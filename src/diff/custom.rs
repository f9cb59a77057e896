use serde_json::Value;
use std::collections::HashSet;
use std::fmt;
use std::sync::Arc;

/// Decision returned by a per-field diff override.
#[derive(Debug, Clone)]
pub enum FieldDiff {
    /// Drop the field from the delta entirely, whatever changed.
    Suppress,

    /// Record this value as the field's replacement.
    Replace(Value),

    /// Fall through to the default recursive comparison.
    Default,

    /// Abort the whole diff; surfaces as [`HistoryError::Diff`].
    ///
    /// [`HistoryError::Diff`]: crate::core::HistoryError::Diff
    Fail(String),
}

type CustomDiffFn = dyn Fn(&str, Option<&Value>, Option<&Value>) -> FieldDiff + Send + Sync;

/// Per-field override for the diff engine.
///
/// Consulted for every object key at every nesting level before the default
/// comparison runs. The classic use is keeping auto-maintained fields such
/// as `updatedAt` out of history:
///
/// ```
/// use dochist::diff::CustomDiff;
///
/// let custom = CustomDiff::suppress_keys(["updatedAt"]);
/// ```
#[derive(Clone)]
pub struct CustomDiff {
    inner: Arc<CustomDiffFn>,
}

impl CustomDiff {
    pub fn new<F>(func: F) -> Self
    where
        F: Fn(&str, Option<&Value>, Option<&Value>) -> FieldDiff + Send + Sync + 'static,
    {
        Self { inner: Arc::new(func) }
    }

    /// Override that suppresses the given keys at any depth and delegates
    /// everything else to the default algorithm.
    pub fn suppress_keys<I, S>(keys: I) -> Self
    where
        I: IntoIterator<Item = S>,
        S: Into<String>,
    {
        let suppressed: HashSet<String> = keys.into_iter().map(Into::into).collect();
        Self::new(move |key, _before, _after| {
            if suppressed.contains(key) {
                FieldDiff::Suppress
            } else {
                FieldDiff::Default
            }
        })
    }

    pub fn apply(&self, key: &str, before: Option<&Value>, after: Option<&Value>) -> FieldDiff {
        (self.inner)(key, before, after)
    }
}

impl fmt::Debug for CustomDiff {
    fn fmt(&self, f: &mut fmt::Formatter<'_>) -> fmt::Result {
        f.debug_struct("CustomDiff").finish_non_exhaustive()
    }
}
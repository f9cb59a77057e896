use super::adapter::HistoryStore;
use super::naming::HistoryTarget;
use crate::core::Result;
use crate::record::HistoryRecord;
use async_trait::async_trait;
use std::collections::HashMap;
use std::sync::Arc;
use tokio::sync::RwLock;

/// In-memory history store with per-target locks.
///
/// Targets are created lazily on first persist. Reads on one target do not
/// contend with writes on another; only target creation takes the outer
/// map lock for writing.
#[derive(Default)]
pub struct InMemoryHistoryStore {
    targets: RwLock<HashMap<String, Arc<RwLock<Vec<HistoryRecord>>>>>,
}

impl InMemoryHistoryStore {
    pub fn new() -> Self {
        Self::default()
    }

    async fn target_handle(&self, target: &HistoryTarget) -> Arc<RwLock<Vec<HistoryRecord>>> {
        {
            let targets = self.targets.read().await;
            if let Some(handle) = targets.get(target.name()) {
                return handle.clone();
            }
        }
        let mut targets = self.targets.write().await;
        targets
            .entry(target.name().to_string())
            .or_insert_with(|| Arc::new(RwLock::new(Vec::new())))
            .clone()
    }
}

#[async_trait]
impl HistoryStore for InMemoryHistoryStore {
    async fn persist(&self, target: &HistoryTarget, record: HistoryRecord) -> Result<()> {
        let handle = self.target_handle(target).await;
        let mut records = handle.write().await;
        records.push(record);
        Ok(())
    }

    async fn clear(&self, target: &HistoryTarget) -> Result<u64> {
        let targets = self.targets.read().await;
        let Some(handle) = targets.get(target.name()) else {
            return Ok(0);
        };
        let mut records = handle.write().await;
        let removed = records.len() as u64;
        records.clear();
        Ok(removed)
    }

    async fn count(&self, target: &HistoryTarget) -> Result<usize> {
        let targets = self.targets.read().await;
        match targets.get(target.name()) {
            Some(handle) => Ok(handle.read().await.len()),
            None => Ok(0),
        }
    }

    async fn records(&self, target: &HistoryTarget) -> Result<Vec<HistoryRecord>> {
        let targets = self.targets.read().await;
        match targets.get(target.name()) {
            Some(handle) => Ok(handle.read().await.clone()),
            None => Ok(Vec::new()),
        }
    }
}
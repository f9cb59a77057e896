use super::custom::{CustomDiff, FieldDiff};
use super::node::DiffNode;
use crate::core::{HistoryError, Result};
use chrono::DateTime;
use serde_json::Value;
use std::collections::BTreeMap;
use tracing::warn;

/// Recursion cap for pathologically deep documents. Values at this depth
/// are compared as whole units instead of being descended into; the input
/// trees themselves are assumed acyclic (serde_json values always are).
pub const MAX_DIFF_DEPTH: usize = 64;

/// Compare two document trees and produce a minimal structural delta.
///
/// Returns `Ok(None)` when the trees are equal. The optional `custom`
/// override is consulted per object key at every nesting level and may
/// suppress a field, force a replacement value, or abort the diff.
///
/// Scalars compare by value; strings that both parse as RFC 3339 datetimes
/// compare by instant, so equal moments in different offsets are not
/// reported as changes. Arrays are atomic: any inequality yields a single
/// whole-array replacement.
pub fn diff(before: &Value, after: &Value, custom: Option<&CustomDiff>) -> Result<Option<DiffNode>> {
    diff_value(before, after, custom, 0)
}

fn diff_value(
    before: &Value,
    after: &Value,
    custom: Option<&CustomDiff>,
    depth: usize,
) -> Result<Option<DiffNode>> {
    if depth >= MAX_DIFF_DEPTH {
        warn!(depth, "diff depth cap reached, falling back to whole-value replacement");
        return Ok(if values_equal(before, after) {
            None
        } else {
            Some(DiffNode::Value(after.clone()))
        });
    }

    match (before, after) {
        (Value::Object(before_obj), Value::Object(after_obj)) => {
            let mut delta = BTreeMap::new();

            let added_keys = after_obj.keys().filter(|key| !before_obj.contains_key(*key));
            for key in before_obj.keys().chain(added_keys) {
                let before_val = before_obj.get(key);
                let after_val = after_obj.get(key);

                let decision = match custom {
                    Some(algo) => algo.apply(key, before_val, after_val),
                    None => FieldDiff::Default,
                };

                match decision {
                    FieldDiff::Suppress => continue,
                    FieldDiff::Replace(value) => {
                        delta.insert(key.clone(), DiffNode::Value(value));
                    }
                    FieldDiff::Fail(message) => {
                        return Err(HistoryError::Diff(format!(
                            "custom algorithm rejected field '{key}': {message}"
                        )));
                    }
                    FieldDiff::Default => match (before_val, after_val) {
                        (Some(b), Some(a)) => {
                            if let Some(node) = diff_value(b, a, custom, depth + 1)? {
                                delta.insert(key.clone(), node);
                            }
                        }
                        (None, Some(a)) => {
                            delta.insert(key.clone(), DiffNode::Value(a.clone()));
                        }
                        (Some(_), None) => {
                            delta.insert(key.clone(), DiffNode::Removed);
                        }
                        (None, None) => {}
                    },
                }
            }

            Ok(if delta.is_empty() { None } else { Some(DiffNode::Object(delta)) })
        }
        _ => Ok(if values_equal(before, after) {
            None
        } else {
            Some(DiffNode::Value(after.clone()))
        }),
    }
}

/// Value equality with date-instant awareness: two strings that both parse
/// as RFC 3339 datetimes are equal when they denote the same instant.
fn values_equal(a: &Value, b: &Value) -> bool {
    if a == b {
        return true;
    }
    if let (Value::String(x), Value::String(y)) = (a, b) {
        if let (Ok(dx), Ok(dy)) = (DateTime::parse_from_rfc3339(x), DateTime::parse_from_rfc3339(y)) {
            return dx == dy;
        }
    }
    false
}

#[cfg(test)]
mod tests {
    use super::*;
    use serde_json::json;

    fn diff_plain(before: &Value, after: &Value) -> Option<DiffNode> {
        diff(before, after, None).unwrap()
    }

    #[test]
    fn equal_inputs_produce_no_change() {
        let doc = json!({"name": "A", "tags": [1, 2], "nested": {"x": true}});
        assert_eq!(diff_plain(&doc, &doc), None);
        assert_eq!(diff_plain(&json!(42), &json!(42)), None);
        assert_eq!(diff_plain(&json!(null), &json!(null)), None);
    }

    #[test]
    fn scalar_change_is_replacement() {
        let node = diff_plain(&json!("A"), &json!("B")).unwrap();
        assert_eq!(node, DiffNode::Value(json!("B")));
    }

    #[test]
    fn changed_key_recurses_unchanged_key_omitted() {
        let before = json!({"name": "A", "age": 30});
        let after = json!({"name": "B", "age": 30});

        let node = diff_plain(&before, &after).unwrap();
        assert_eq!(node.get("name"), Some(&DiffNode::Value(json!("B"))));
        assert!(node.get("age").is_none());
        assert_eq!(node.len(), 1);
    }

    #[test]
    fn disjoint_keys_appear_as_additions_and_removals() {
        let before = json!({"a": 1, "shared": true});
        let after = json!({"b": 2, "shared": true});

        let node = diff_plain(&before, &after).unwrap();
        assert_eq!(node.get("a"), Some(&DiffNode::Removed));
        assert_eq!(node.get("b"), Some(&DiffNode::Value(json!(2))));
        assert!(node.get("shared").is_none());
    }

    #[test]
    fn nested_object_change_produces_nested_delta() {
        let before = json!({"address": {"city": "Kyiv", "zip": "01001"}});
        let after = json!({"address": {"city": "Lviv", "zip": "01001"}});

        let node = diff_plain(&before, &after).unwrap();
        let address = node.get("address").unwrap();
        assert_eq!(address.get("city"), Some(&DiffNode::Value(json!("Lviv"))));
        assert!(address.get("zip").is_none());
    }

    #[test]
    fn array_change_is_atomic_replacement() {
        let before = json!({"tags": [1, 2, 3]});
        let after = json!({"tags": [1, 2, 3, 4]});

        let node = diff_plain(&before, &after).unwrap();
        assert_eq!(node.get("tags"), Some(&DiffNode::Value(json!([1, 2, 3, 4]))));
    }

    #[test]
    fn equal_arrays_are_omitted() {
        let before = json!({"tags": [1, 2, 3], "n": 1});
        let after = json!({"tags": [1, 2, 3], "n": 2});

        let node = diff_plain(&before, &after).unwrap();
        assert!(node.get("tags").is_none());
        assert_eq!(node.get("n"), Some(&DiffNode::Value(json!(2))));
    }

    #[test]
    fn rfc3339_strings_compare_by_instant() {
        let before = json!({"at": "2024-05-01T12:00:00Z"});
        let after = json!({"at": "2024-05-01T14:00:00+02:00"});
        assert_eq!(diff_plain(&before, &after), None);

        let later = json!({"at": "2024-05-01T15:00:00Z"});
        let node = diff_plain(&before, &later).unwrap();
        assert_eq!(node.get("at"), Some(&DiffNode::Value(json!("2024-05-01T15:00:00Z"))));
    }

    #[test]
    fn null_to_value_is_a_change() {
        let node = diff_plain(&json!({"v": null}), &json!({"v": 100})).unwrap();
        assert_eq!(node.get("v"), Some(&DiffNode::Value(json!(100))));
    }

    #[test]
    fn suppressed_key_never_appears() {
        let custom = CustomDiff::suppress_keys(["updatedAt"]);
        let before = json!({
            "name": "A",
            "age": 30,
            "updatedAt": "2024-01-01T00:00:00Z",
            "nested": {"updatedAt": "2024-01-01T00:00:00Z", "x": 1}
        });
        let after = json!({
            "name": "B",
            "age": 30,
            "updatedAt": "2024-02-02T00:00:00Z",
            "nested": {"updatedAt": "2024-03-03T00:00:00Z", "x": 2}
        });

        let node = diff(&before, &after, Some(&custom)).unwrap().unwrap();
        assert!(!node.mentions_key("updatedAt"));
        assert_eq!(node.get("name"), Some(&DiffNode::Value(json!("B"))));
        assert_eq!(node.get("nested").unwrap().get("x"), Some(&DiffNode::Value(json!(2))));
    }

    #[test]
    fn suppression_of_only_change_yields_no_change() {
        let custom = CustomDiff::suppress_keys(["updatedAt"]);
        let before = json!({"name": "A", "updatedAt": "2024-01-01T00:00:00Z"});
        let after = json!({"name": "A", "updatedAt": "2024-02-02T00:00:00Z"});

        assert_eq!(diff(&before, &after, Some(&custom)).unwrap(), None);
    }

    #[test]
    fn custom_replacement_overrides_default() {
        let custom = CustomDiff::new(|key, _b, _a| {
            if key == "secret" {
                FieldDiff::Replace(json!("[redacted]"))
            } else {
                FieldDiff::Default
            }
        });
        let before = json!({"secret": "old"});
        let after = json!({"secret": "new"});

        let node = diff(&before, &after, Some(&custom)).unwrap().unwrap();
        assert_eq!(node.get("secret"), Some(&DiffNode::Value(json!("[redacted]"))));
    }

    #[test]
    fn custom_fail_aborts_the_diff() {
        let custom = CustomDiff::new(|key, _b, _a| {
            if key == "broken" {
                FieldDiff::Fail("cannot compare".to_string())
            } else {
                FieldDiff::Default
            }
        });
        let err = diff(&json!({"broken": 1}), &json!({"broken": 2}), Some(&custom)).unwrap_err();
        assert!(matches!(err, HistoryError::Diff(_)));
        assert!(err.to_string().contains("broken"));
    }

    #[test]
    fn depth_cap_falls_back_to_replacement() {
        fn nest(depth: usize, leaf: Value) -> Value {
            let mut value = leaf;
            for _ in 0..depth {
                value = json!({"inner": value});
            }
            value
        }

        let before = nest(MAX_DIFF_DEPTH + 4, json!(1));
        let after = nest(MAX_DIFF_DEPTH + 4, json!(2));

        // Still reports a change, just not field-precise at the cap.
        assert!(diff_plain(&before, &after).is_some());

        let same = nest(MAX_DIFF_DEPTH + 4, json!(1));
        assert_eq!(diff_plain(&before, &same), None);
    }

    #[test]
    fn identical_inputs_always_produce_identical_trees() {
        let before = json!({"z": 1, "a": {"m": [1, 2]}, "k": "x"});
        let after = json!({"z": 2, "a": {"m": [2, 1]}, "k": "y"});

        let first = diff_plain(&before, &after).unwrap();
        let second = diff_plain(&before, &after).unwrap();
        assert_eq!(first, second);
        assert_eq!(
            serde_json::to_string(&first).unwrap(),
            serde_json::to_string(&second).unwrap()
        );
    }
}
//! Attribution: who made the change.
//!
//! The resolver reads a principal identifier from an [`AmbientContext`]
//! collaborator under a configured key, caching the last successful lookup
//! as a fallback for lifecycle events that run without request context.

mod context;
mod resolver;

pub use context::{AmbientContext, MapContext};
pub use resolver::AttributionResolver;
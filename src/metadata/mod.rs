//! Metadata extractors: configured rules producing extra fields on a
//! history record.
//!
//! Each extractor pairs an output key with a source: a static field copied
//! from the after document, a synchronous function, or an asynchronous
//! function. All extractors for one event run logically concurrently and
//! the whole set fails fast: a single failing extractor fails the record
//! with no partial metadata persisted.

use crate::core::{HistoryError, Result};
use futures::future::{BoxFuture, try_join_all};
use serde_json::{Map, Value};
use std::fmt;
use std::sync::Arc;

type SyncExtractorFn = dyn Fn(Option<&Value>, Option<&Value>) -> Value + Send + Sync;
type AsyncExtractorFn =
    dyn Fn(Option<&Value>, Option<&Value>) -> BoxFuture<'static, Result<Value>> + Send + Sync;

enum ExtractorSource {
    /// Copy `after[field]`; `Null` when the after view lacks the field or
    /// is absent altogether.
    Field(String),
    /// Pure function of the before/after pair.
    Sync(Arc<SyncExtractorFn>),
    /// Asynchronous, fallible function of the before/after pair.
    Async(Arc<AsyncExtractorFn>),
}

/// One configured metadata rule, supplied at tracking-configuration time
/// and invoked per lifecycle event.
pub struct MetadataExtractor {
    key: String,
    source: ExtractorSource,
}

impl MetadataExtractor {
    /// Copy a field from the after document under `key`.
    pub fn field(key: impl Into<String>, source_field: impl Into<String>) -> Self {
        Self {
            key: key.into(),
            source: ExtractorSource::Field(source_field.into()),
        }
    }

    /// Compute the value synchronously from the before/after pair.
    pub fn computed<F>(key: impl Into<String>, func: F) -> Self
    where
        F: Fn(Option<&Value>, Option<&Value>) -> Value + Send + Sync + 'static,
    {
        Self {
            key: key.into(),
            source: ExtractorSource::Sync(Arc::new(func)),
        }
    }

    /// Compute the value asynchronously; an `Err` fails the whole record.
    pub fn computed_async<F>(key: impl Into<String>, func: F) -> Self
    where
        F: Fn(Option<&Value>, Option<&Value>) -> BoxFuture<'static, Result<Value>>
            + Send
            + Sync
            + 'static,
    {
        Self {
            key: key.into(),
            source: ExtractorSource::Async(Arc::new(func)),
        }
    }

    pub fn key(&self) -> &str {
        &self.key
    }

    async fn resolve(&self, before: Option<&Value>, after: Option<&Value>) -> Result<Value> {
        match &self.source {
            ExtractorSource::Field(field) => Ok(after
                .and_then(|doc| doc.get(field))
                .cloned()
                .unwrap_or(Value::Null)),
            ExtractorSource::Sync(func) => Ok(func(before, after)),
            ExtractorSource::Async(func) => func(before, after).await,
        }
    }
}

impl fmt::Debug for MetadataExtractor {
    fn fmt(&self, f: &mut fmt::Formatter<'_>) -> fmt::Result {
        let kind = match &self.source {
            ExtractorSource::Field(field) => format!("field({field})"),
            ExtractorSource::Sync(_) => "sync fn".to_string(),
            ExtractorSource::Async(_) => "async fn".to_string(),
        };
        f.debug_struct("MetadataExtractor")
            .field("key", &self.key)
            .field("source", &kind)
            .finish()
    }
}

/// Resolve every configured extractor against one before/after pair.
///
/// Extractors run concurrently with no ordering dependency between them;
/// all must complete before the history record is finalized. Fails as a
/// whole on the first extractor error, naming the offending key.
pub async fn resolve_metadata(
    extractors: &[MetadataExtractor],
    before: Option<&Value>,
    after: Option<&Value>,
) -> Result<Map<String, Value>> {
    let pending = extractors.iter().map(|extractor| async move {
        let value = extractor
            .resolve(before, after)
            .await
            .map_err(|err| match err {
                already @ HistoryError::Metadata { .. } => already,
                other => HistoryError::Metadata {
                    key: extractor.key().to_string(),
                    message: other.to_string(),
                },
            })?;
        Ok::<_, HistoryError>((extractor.key().to_string(), value))
    });

    let mut resolved = Map::new();
    for (key, value) in try_join_all(pending).await? {
        resolved.insert(key, value);
    }
    Ok(resolved)
}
==================================================
- WORK INSTRUCTION: Only a number is expected: the count of lines in the entries that include the string "Copy".

- ANSWER BELOW: 2